What you need to do
Keep only the lines that hold the string "expected", filtering out the rest of the entries below.

[Collected data entries]
------

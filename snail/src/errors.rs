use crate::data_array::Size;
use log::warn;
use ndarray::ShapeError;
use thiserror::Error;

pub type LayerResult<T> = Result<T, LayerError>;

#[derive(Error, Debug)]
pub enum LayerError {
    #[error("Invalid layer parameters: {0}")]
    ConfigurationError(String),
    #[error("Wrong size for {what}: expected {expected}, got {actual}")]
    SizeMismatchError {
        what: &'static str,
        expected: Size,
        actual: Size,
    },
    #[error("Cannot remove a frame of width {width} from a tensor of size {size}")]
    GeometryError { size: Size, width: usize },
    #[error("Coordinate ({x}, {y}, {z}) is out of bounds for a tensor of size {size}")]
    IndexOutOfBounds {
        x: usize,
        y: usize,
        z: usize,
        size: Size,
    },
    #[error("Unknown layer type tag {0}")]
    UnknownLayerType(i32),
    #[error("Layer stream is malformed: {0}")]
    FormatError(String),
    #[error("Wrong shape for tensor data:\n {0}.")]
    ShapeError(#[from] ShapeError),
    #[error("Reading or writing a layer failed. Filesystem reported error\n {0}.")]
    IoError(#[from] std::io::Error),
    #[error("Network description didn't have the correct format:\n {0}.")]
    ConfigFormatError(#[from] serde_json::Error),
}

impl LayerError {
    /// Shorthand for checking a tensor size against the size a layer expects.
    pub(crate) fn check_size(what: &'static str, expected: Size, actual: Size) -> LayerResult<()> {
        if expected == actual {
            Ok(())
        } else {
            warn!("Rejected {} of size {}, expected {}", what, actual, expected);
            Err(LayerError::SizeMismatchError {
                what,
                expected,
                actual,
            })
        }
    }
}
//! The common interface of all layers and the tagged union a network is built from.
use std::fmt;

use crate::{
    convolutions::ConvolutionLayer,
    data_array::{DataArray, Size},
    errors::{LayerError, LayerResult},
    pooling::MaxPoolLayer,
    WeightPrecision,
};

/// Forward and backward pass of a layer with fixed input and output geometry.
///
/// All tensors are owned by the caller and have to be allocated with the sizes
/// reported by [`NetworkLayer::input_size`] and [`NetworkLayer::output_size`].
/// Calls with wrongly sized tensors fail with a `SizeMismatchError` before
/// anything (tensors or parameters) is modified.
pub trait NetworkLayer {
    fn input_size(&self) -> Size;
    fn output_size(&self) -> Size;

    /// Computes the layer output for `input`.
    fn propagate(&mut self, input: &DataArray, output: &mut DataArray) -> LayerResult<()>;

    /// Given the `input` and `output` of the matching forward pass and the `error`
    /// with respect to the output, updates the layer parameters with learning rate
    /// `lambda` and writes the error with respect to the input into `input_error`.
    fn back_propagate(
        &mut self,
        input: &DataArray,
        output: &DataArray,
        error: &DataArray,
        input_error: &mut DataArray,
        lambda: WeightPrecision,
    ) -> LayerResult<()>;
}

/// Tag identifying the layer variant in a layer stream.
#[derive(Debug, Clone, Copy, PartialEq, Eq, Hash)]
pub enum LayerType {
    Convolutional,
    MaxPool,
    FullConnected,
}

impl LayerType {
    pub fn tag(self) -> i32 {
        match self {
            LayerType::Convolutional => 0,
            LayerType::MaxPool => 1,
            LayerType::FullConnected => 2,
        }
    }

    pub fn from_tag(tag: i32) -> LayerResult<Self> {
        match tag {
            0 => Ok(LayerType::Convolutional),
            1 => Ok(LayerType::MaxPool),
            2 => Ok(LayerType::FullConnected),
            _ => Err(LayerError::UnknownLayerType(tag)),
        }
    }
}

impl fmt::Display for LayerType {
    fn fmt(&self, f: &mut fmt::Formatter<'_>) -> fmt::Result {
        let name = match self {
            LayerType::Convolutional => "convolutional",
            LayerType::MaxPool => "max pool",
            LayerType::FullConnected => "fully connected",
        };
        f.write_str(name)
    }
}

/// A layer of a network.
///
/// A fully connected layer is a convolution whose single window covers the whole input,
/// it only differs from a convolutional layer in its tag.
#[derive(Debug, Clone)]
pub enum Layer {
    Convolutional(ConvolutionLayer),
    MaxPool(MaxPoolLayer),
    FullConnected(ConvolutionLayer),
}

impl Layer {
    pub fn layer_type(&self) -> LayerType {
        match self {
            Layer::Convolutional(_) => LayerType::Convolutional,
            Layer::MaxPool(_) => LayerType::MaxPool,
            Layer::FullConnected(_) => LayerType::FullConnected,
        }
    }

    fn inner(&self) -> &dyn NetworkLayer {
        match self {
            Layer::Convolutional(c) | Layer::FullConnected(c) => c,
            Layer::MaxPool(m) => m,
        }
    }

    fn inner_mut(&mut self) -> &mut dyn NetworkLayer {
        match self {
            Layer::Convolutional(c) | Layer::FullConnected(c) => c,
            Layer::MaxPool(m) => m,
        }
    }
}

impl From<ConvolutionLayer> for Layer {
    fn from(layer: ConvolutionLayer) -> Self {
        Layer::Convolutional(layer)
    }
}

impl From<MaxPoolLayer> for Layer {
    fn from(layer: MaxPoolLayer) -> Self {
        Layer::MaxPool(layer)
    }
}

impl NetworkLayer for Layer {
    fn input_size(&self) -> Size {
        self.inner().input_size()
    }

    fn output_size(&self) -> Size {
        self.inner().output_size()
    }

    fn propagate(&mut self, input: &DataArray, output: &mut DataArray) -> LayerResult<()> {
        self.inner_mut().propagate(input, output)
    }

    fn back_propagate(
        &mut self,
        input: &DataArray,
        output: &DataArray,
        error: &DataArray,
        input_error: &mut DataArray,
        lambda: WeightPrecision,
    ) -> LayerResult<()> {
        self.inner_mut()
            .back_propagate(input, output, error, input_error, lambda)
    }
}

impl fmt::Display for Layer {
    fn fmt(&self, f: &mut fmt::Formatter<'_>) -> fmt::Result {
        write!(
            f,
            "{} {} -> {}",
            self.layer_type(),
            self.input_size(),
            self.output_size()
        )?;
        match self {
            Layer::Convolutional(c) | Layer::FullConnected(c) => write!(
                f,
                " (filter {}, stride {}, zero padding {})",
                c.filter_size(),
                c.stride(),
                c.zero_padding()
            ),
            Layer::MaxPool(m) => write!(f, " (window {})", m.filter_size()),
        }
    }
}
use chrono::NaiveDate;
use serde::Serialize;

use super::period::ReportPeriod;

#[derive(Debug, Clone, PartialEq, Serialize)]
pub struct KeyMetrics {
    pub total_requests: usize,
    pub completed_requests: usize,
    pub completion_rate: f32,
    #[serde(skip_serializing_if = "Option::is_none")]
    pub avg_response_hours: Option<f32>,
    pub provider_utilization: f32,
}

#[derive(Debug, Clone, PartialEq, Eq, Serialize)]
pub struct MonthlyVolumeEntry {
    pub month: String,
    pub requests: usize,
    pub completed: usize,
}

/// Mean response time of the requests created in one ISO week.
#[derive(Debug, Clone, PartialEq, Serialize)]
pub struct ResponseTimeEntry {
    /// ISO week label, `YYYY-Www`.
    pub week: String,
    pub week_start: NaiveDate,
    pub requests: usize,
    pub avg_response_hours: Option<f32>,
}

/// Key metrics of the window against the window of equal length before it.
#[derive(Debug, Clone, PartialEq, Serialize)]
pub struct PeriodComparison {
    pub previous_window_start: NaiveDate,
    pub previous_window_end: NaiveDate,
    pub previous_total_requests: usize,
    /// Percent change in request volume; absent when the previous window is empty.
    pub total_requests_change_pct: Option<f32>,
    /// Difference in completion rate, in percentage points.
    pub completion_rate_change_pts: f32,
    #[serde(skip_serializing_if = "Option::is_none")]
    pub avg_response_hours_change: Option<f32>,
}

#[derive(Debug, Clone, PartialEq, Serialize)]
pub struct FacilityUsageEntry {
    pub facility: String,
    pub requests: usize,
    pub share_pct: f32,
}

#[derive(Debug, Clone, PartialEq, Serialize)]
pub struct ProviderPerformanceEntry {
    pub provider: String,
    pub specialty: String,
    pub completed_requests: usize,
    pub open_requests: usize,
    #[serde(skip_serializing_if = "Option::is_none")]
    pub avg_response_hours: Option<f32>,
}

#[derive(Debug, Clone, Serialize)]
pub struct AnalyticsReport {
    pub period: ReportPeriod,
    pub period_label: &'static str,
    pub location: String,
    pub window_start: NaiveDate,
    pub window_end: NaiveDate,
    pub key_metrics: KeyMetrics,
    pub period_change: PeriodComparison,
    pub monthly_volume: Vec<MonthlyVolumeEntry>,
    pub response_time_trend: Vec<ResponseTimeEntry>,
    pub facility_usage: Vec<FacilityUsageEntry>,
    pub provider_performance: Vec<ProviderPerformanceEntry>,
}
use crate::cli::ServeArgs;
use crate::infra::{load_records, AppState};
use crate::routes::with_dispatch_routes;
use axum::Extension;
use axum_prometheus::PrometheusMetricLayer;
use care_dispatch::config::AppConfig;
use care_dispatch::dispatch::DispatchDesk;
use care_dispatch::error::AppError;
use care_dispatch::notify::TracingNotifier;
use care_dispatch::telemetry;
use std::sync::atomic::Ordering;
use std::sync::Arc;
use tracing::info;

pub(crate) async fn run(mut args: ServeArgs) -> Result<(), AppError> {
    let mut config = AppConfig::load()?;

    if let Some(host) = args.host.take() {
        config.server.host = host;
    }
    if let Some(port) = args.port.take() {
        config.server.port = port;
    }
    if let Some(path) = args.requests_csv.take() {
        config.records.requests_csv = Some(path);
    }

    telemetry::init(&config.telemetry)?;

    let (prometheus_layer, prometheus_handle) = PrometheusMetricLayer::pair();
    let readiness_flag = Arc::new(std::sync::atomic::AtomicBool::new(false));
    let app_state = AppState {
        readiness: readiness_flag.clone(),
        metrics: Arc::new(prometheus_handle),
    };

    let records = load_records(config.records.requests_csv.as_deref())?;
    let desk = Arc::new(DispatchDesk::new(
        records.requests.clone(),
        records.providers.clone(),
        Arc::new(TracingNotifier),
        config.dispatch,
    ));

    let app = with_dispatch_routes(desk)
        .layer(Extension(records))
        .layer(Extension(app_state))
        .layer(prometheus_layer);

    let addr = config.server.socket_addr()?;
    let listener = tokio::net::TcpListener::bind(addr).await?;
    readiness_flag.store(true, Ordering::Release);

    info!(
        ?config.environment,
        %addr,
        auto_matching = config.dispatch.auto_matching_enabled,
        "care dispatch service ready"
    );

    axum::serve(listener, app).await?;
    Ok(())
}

------

Answer to this task
    #[error("Wrong size for {what}: expected {expected}, got {actual}")]
        expected: Size,
    pub(crate) fn check_size(what: &'static str, expected: Size, actual: Size) -> LayerResult<()> {
        if expected == actual {
            warn!("Rejected {} of size {}, expected {}", what, actual, expected);
                expected,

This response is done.